Counseling support during the grief process
Grief is a natural reaction to a profound loss, but can be difficult to cope with alone. It may be especially difficult to process when it is chronic or severe. Ongoing, chronic mourning may be suggestive of a mental health diagnosis of complicated grief or prolonged grief disorder/persistent complex bereavement disorder.
Seeking help from a grief counselor
The experience of grieving, whether from the death of a loved one, the end of a relationship, or the loss of a job, is unique to the individual. Counseling can assist you in grieving according to your own individual style. A grief counselor can assist you in processing your emotions regarding the breakup, can teach you ways to cope with it, and can help you to continue on with your life.
Grief & depression symptom management
If you are struggling with symptoms of a mental health condition such as depression, or using alcohol or other substances to cope with your grief, professional therapy is encouraged. But even if you don’t, you can still benefit from the grief counseling services no matter what stage of the grief process you may be in from the above. Some possible advantages of loss grief counseling small include:
A safe container for feelings. Therapists are trained active listening nonjudgmental individuals. This means they need to provide a safe enough environment for you to feel comfortable to honestly express your feelings without concern about what they might think of you. They can be there to let you know that whatever you are experiencing is normal and okay.
Coping strategies. During a challenging life experience such as the bereavement process of realizing the death of someone you love, there is an opportunity for the necessity of healthy coping skills to handle such an experience. A therapist can help you discover your own strategies such as these.
A permission slip to be selfish. If your loss was a family death or you are parents, you may find yourself playing the caretaker, shepherding others through their grief. Or you may be caught up in the logistics of things and not given yourself time to feel, or even guilty about the feelings you do have about the loss. Attending a private individual counseling session allows you the permission to be concerned about how you’re doing, without guilt or judgement.

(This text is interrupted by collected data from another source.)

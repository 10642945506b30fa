//! Application layer: requests, tailoring and the export pipelines.

pub mod export;
pub mod maintenance;
pub mod request;
pub mod script;
pub mod tailor;
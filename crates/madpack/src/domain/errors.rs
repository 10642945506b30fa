//! Error taxonomy of the resolution and export pipeline.

use std::io;
use std::path::PathBuf;

use thiserror::Error;

use crate::domain::file::{ModelFile, ModelFileLocation};

/// Neither the repository nor the archive/resource source yielded the
/// requested file. Fatal to the resolving operation; never retried.
#[derive(Debug, Error)]
pub enum ResolveError {
    #[error(
        "model file '{name}' ({location}) was found neither in the repository nor in the archive"
    )]
    NotFound {
        name: String,
        location: ModelFileLocation,
    },
    #[error("failed to extract '{name}' to '{target}'")]
    Extraction {
        name: String,
        target: PathBuf,
        #[source]
        source: io::Error,
    },
    #[error("failed to open '{path}'")]
    Open {
        path: PathBuf,
        #[source]
        source: io::Error,
    },
}

impl ResolveError {
    pub(crate) fn not_found(file: &ModelFile) -> Self {
        ResolveError::NotFound {
            name: file.name.clone(),
            location: file.location,
        }
    }
}

/// Loading or saving a model definition document failed.
#[derive(Debug, Error)]
pub enum PersistError {
    #[error("i/o error while persisting model definition")]
    Io(#[from] io::Error),
    #[error("xml document error")]
    Xml(#[from] quick_xml::de::DeError),
    #[error("json document error")]
    Json(#[from] serde_json::Error),
    #[error("unsupported document version {found} (supported: {supported})")]
    UnsupportedVersion { found: u32, supported: u32 },
    #[error("invalid model definition document: {reason}")]
    InvalidDocument { reason: String },
}

/// Errors raised by repository maintenance checks.
#[derive(Debug, Error)]
pub enum MaintenanceError {
    /// A model references a file that has no on-disk source below the
    /// scanned root. Reporting unused files would be unreliable, so the scan
    /// is aborted instead.
    #[error("file '{name}' of model '{model}' has no local source below the scanned root")]
    NotLocal { model: String, name: String },
    #[error("failed to scan '{path}'")]
    Scan {
        path: PathBuf,
        #[source]
        source: io::Error,
    },
}

/// Errors surfaced by the tailoring and export pipeline.
#[derive(Debug, Error)]
pub enum ExportError {
    /// Tailoring produced zero optics, sequences or ranges. Raised before any
    /// I/O side effects happen.
    #[error("no {collection} selected for export; an export must produce a usable model")]
    EmptyExport { collection: &'static str },
    /// No registered persister recognizes the destination's extension.
    #[error("no persistence format recognizes the file name '{name}'")]
    PersistenceFormat { name: String },
    /// An I/O failure mid-archive or mid-copy. Already-written bytes are not
    /// rolled back; the artifact must be treated as unreliable.
    #[error("write failed at '{path}'; the partially written artifact should be discarded")]
    PartialWrite {
        path: PathBuf,
        #[source]
        source: io::Error,
    },
    #[error(transparent)]
    Resolve(#[from] ResolveError),
    #[error(transparent)]
    Persist(#[from] PersistError),
}
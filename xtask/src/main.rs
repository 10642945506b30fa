use std::fs::File;
use std::path::{Path, PathBuf};
use std::process::Command;

use anyhow::{Context, Result};
use clap::{Parser, Subcommand};

use madpack::app::maintenance::detect_unused_files;
use madpack::infra::config::Config;
use madpack::domain::definition::ModelDefinition;
use madpack::infra::finder::ModelFileFinder;
use madpack::infra::persist::{default_persisters, find_persister};
use madpack::infra::source::ModelSource;

#[derive(Parser)]
#[command(author, version, about = "Project automation commands", long_about = None)]
struct Cli {
    #[command(subcommand)]
    command: Commands,
}

#[derive(Subcommand)]
enum Commands {
    /// Run cargo nextest with default configuration
    Nextest {
        #[arg(long)]
        profile: Option<String>,
        #[arg(long)]
        release: bool,
    },
    /// Report (and optionally delete) files in a model directory that no
    /// model definition references
    CleanModels {
        /// Root directory containing model definition documents
        root: PathBuf,
        /// Delete the unused files instead of only listing them
        #[arg(long)]
        delete: bool,
    },
}

fn main() -> Result<()> {
    madpack::init();
    let cli = Cli::parse();
    match cli.command {
        Commands::Nextest { profile, release } => run_nextest(profile, release)?,
        Commands::CleanModels { root, delete } => clean_models(&root, delete)?,
    }
    Ok(())
}

fn run_nextest(profile: Option<String>, release: bool) -> Result<()> {
    let mut cmd = Command::new("cargo");
    cmd.arg("nextest").arg("run");
    if let Some(profile) = profile {
        cmd.arg("--profile").arg(profile);
    }
    if release {
        cmd.arg("--release");
    }
    let status = cmd.status()?;
    if !status.success() {
        anyhow::bail!("cargo nextest run failed");
    }
    Ok(())
}

fn clean_models(root: &Path, delete: bool) -> Result<()> {
    let models = load_models(root)?;
    anyhow::ensure!(
        !models.is_empty(),
        "no model definition documents found below {}",
        root.display()
    );

    let pairs: Vec<(&ModelDefinition, &ModelFileFinder)> =
        models.iter().map(|(m, f)| (m, f)).collect();
    let unused = detect_unused_files(root, &pairs)
        .with_context(|| format!("scanning {}", root.display()))?;

    if unused.is_empty() {
        println!("no unused files below {}", root.display());
        return Ok(());
    }
    for path in &unused {
        if delete {
            std::fs::remove_file(path)
                .with_context(|| format!("deleting {}", path.display()))?;
            println!("deleted {}", path.display());
        } else {
            println!("unused: {}", path.display());
        }
    }
    if !delete {
        println!("{} unused file(s); re-run with --delete to remove them", unused.len());
    }
    Ok(())
}

/// Load every recognized model definition document below the root, each
/// paired with a finder reading from the root as a directory source.
fn load_models(root: &Path) -> Result<Vec<(ModelDefinition, ModelFileFinder)>> {
    let config = Config::load()?;
    let persisters = default_persisters();
    let mut models = Vec::new();
    for entry in walkdir::WalkDir::new(root) {
        let entry = entry?;
        if !entry.file_type().is_file() {
            continue;
        }
        let name = entry.file_name().to_string_lossy().to_string();
        let Some(persister) = find_persister(&persisters, &name) else {
            continue;
        };
        let mut file = File::open(entry.path())
            .with_context(|| format!("opening {}", entry.path().display()))?;
        let model = persister
            .load(&mut file)
            .with_context(|| format!("loading {}", entry.path().display()))?;
        let source_root = entry.path().parent().unwrap_or(root).to_path_buf();
        let finder = ModelFileFinder::from_config(
            &config,
            model.path_offsets.clone(),
            ModelSource::directory(source_root),
        );
        models.push((model, finder));
    }
    Ok(models)
}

Healing in your own time. Once again, one-on-one grief therapy is focused on you, and especially related to loss, this is important. This allows you to want to heal on your own terms, at your own speed and not be pushed or inhibited by someone else’s process of grieving.
Finding the right grief counselor
Since each individual experiences their own personal grief process, no single counseling grief coping technique will be effective for everyone. So, there are varying forms of grief therapy. Group therapy also may be a useful form of treatment, where individuals can begin to work through their experiences among others going through similar challenges. Like group counseling, for some individuals “support groups can be beneficial, as they provide opportunities to discuss the experience with others who have gone through a similar difficult experience and who understand the feelings involved”. One study exploring the therapeutic effects of online communities for grief in 2016 concluded that “individuals participating in these groups “result[ed] in decreased psychological suffering”. Any who feel they want to process their feelings in a support group, online or in person may wish to do so.
Benefits of grief counseling: Family grief counselor
You might also engage in grief counseling via family counseling. Relatives connected to the deceased may also be better able “to cope through talking about their feelings”. Crisis therapy allows families to begin to find meaning, express themselves, and communicate their way through signs and symptoms of mental health conditions tied to a significant loss.